━━━━━ RECORDS SUPPLIED

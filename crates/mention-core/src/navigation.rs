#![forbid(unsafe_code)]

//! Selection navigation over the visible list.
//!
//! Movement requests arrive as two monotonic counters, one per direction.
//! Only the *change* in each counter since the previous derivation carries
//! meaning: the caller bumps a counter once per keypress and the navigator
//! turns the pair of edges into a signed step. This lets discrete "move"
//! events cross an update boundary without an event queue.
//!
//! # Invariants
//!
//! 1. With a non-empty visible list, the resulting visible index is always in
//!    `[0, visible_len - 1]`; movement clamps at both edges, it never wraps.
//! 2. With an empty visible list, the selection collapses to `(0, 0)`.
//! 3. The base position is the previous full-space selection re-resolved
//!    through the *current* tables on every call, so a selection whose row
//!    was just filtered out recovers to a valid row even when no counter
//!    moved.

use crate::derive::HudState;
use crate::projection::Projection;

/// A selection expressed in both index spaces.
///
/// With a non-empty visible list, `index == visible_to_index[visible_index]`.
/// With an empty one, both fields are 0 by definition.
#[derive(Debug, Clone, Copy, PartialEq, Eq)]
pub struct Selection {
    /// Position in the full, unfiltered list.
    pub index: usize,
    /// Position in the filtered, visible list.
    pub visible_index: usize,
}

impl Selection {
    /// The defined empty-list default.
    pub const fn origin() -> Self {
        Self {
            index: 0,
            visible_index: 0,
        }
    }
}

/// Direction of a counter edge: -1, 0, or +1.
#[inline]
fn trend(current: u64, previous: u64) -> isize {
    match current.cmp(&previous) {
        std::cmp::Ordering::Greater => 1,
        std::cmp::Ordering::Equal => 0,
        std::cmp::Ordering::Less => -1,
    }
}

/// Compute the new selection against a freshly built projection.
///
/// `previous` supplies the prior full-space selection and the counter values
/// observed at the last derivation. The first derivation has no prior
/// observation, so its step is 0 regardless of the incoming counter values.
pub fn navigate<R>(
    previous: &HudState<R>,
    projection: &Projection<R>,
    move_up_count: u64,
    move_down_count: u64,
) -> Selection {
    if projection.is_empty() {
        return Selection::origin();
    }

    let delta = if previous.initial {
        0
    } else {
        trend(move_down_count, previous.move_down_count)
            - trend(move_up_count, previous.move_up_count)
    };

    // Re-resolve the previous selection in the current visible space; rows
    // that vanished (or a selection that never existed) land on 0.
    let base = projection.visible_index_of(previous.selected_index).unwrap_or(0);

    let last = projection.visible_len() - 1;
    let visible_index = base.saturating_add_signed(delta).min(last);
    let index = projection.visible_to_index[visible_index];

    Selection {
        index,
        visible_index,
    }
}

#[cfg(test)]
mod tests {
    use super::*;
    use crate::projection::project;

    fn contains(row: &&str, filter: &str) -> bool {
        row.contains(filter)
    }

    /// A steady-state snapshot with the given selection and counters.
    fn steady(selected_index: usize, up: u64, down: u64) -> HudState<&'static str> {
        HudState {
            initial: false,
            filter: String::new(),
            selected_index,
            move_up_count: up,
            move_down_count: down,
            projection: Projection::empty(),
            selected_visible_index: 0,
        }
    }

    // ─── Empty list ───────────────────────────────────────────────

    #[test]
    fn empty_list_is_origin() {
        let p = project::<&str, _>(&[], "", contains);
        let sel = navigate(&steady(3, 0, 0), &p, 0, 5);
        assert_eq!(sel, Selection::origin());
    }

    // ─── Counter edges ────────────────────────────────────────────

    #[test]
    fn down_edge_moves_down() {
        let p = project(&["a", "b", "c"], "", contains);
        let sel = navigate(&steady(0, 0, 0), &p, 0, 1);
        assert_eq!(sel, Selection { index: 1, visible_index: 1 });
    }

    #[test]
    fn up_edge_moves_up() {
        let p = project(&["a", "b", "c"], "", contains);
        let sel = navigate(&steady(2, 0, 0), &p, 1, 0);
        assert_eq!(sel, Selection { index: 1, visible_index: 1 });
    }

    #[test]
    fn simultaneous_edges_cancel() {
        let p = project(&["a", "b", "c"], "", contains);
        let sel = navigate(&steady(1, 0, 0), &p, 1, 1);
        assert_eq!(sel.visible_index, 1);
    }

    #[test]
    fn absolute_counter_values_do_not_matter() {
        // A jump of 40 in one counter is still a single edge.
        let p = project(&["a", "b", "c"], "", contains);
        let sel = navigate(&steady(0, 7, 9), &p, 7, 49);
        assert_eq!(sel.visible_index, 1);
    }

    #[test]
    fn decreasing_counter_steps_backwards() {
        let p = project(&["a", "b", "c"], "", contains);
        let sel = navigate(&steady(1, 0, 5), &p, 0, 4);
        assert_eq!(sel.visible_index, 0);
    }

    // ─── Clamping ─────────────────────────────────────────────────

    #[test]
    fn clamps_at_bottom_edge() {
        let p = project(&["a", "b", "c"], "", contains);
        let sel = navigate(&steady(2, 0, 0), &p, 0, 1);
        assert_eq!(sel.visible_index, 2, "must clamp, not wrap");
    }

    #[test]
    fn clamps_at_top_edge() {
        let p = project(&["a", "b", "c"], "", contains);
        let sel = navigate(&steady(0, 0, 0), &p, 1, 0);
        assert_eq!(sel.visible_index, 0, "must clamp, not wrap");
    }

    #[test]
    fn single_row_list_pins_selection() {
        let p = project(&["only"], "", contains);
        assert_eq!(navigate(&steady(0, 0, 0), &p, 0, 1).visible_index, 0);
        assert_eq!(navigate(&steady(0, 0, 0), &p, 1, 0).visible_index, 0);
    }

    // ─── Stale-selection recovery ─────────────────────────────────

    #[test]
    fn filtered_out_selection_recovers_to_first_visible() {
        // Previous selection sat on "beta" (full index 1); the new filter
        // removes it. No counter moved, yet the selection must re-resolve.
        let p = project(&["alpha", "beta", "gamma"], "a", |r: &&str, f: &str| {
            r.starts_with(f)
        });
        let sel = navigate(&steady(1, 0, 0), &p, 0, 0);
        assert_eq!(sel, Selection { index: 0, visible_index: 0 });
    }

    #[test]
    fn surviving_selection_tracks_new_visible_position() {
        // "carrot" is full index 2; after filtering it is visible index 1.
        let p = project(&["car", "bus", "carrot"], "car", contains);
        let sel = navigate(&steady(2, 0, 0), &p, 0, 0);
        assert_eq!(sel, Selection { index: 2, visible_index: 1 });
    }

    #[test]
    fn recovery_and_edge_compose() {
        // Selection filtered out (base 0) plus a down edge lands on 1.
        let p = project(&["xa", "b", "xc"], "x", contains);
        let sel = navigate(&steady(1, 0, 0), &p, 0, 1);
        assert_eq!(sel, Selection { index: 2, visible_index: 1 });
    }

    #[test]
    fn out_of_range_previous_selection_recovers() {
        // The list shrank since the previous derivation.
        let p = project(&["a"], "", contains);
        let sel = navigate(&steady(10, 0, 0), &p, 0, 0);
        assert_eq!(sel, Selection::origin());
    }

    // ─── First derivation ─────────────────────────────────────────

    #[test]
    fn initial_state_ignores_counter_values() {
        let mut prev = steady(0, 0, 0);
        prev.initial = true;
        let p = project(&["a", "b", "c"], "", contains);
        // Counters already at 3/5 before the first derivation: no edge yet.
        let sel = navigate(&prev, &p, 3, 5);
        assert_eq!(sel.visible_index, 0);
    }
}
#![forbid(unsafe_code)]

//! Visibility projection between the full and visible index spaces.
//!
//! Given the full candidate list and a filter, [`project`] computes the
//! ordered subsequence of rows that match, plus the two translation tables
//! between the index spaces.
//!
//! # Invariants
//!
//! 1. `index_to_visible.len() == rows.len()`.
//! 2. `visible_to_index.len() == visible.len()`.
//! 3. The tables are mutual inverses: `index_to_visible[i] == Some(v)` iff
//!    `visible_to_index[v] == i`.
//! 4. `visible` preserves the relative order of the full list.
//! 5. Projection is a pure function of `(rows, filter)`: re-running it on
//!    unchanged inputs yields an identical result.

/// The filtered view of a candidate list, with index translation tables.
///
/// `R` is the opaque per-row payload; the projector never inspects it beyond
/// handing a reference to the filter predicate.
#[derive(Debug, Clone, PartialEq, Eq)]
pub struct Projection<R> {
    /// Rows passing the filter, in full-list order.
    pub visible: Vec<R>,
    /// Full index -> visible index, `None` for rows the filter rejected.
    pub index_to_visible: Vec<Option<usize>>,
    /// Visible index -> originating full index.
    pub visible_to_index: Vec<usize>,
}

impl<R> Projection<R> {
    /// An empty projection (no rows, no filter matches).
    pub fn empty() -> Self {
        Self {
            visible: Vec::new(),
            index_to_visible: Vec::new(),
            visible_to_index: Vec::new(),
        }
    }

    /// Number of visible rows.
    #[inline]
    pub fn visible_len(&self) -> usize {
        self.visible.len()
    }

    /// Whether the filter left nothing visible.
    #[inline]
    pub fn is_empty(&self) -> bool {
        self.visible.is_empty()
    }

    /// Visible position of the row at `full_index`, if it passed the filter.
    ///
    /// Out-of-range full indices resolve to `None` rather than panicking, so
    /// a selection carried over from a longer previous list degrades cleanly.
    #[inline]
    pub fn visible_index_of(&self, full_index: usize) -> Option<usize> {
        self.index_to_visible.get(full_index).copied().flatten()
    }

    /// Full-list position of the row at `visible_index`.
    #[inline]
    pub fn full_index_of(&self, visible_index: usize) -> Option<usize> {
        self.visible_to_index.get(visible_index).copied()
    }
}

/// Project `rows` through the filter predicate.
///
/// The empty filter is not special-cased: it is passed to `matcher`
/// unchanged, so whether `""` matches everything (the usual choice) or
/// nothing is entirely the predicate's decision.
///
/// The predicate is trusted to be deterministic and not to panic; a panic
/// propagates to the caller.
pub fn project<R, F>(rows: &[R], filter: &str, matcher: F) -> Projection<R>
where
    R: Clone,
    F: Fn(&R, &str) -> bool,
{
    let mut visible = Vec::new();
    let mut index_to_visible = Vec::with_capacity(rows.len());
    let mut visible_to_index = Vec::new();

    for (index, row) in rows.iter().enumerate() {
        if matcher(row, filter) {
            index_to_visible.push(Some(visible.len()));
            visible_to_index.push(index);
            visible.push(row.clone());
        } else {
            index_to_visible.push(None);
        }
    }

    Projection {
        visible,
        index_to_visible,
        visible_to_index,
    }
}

━━━━━━━━━━

— EXERCISE OBJECTIVE —
Start with the first line of the data and print every line exactly. The line containing "previous derivation carries" is the last one to include.

— ANSWER TO THIS EXERCISE —
filename crates/mention-core/src/navigation.rs
#![forbid(unsafe_code)]

//! Selection navigation over the visible list.
//!
//! Movement requests arrive as two monotonic counters, one per direction.
//! Only the *change* in each counter since the previous derivation carries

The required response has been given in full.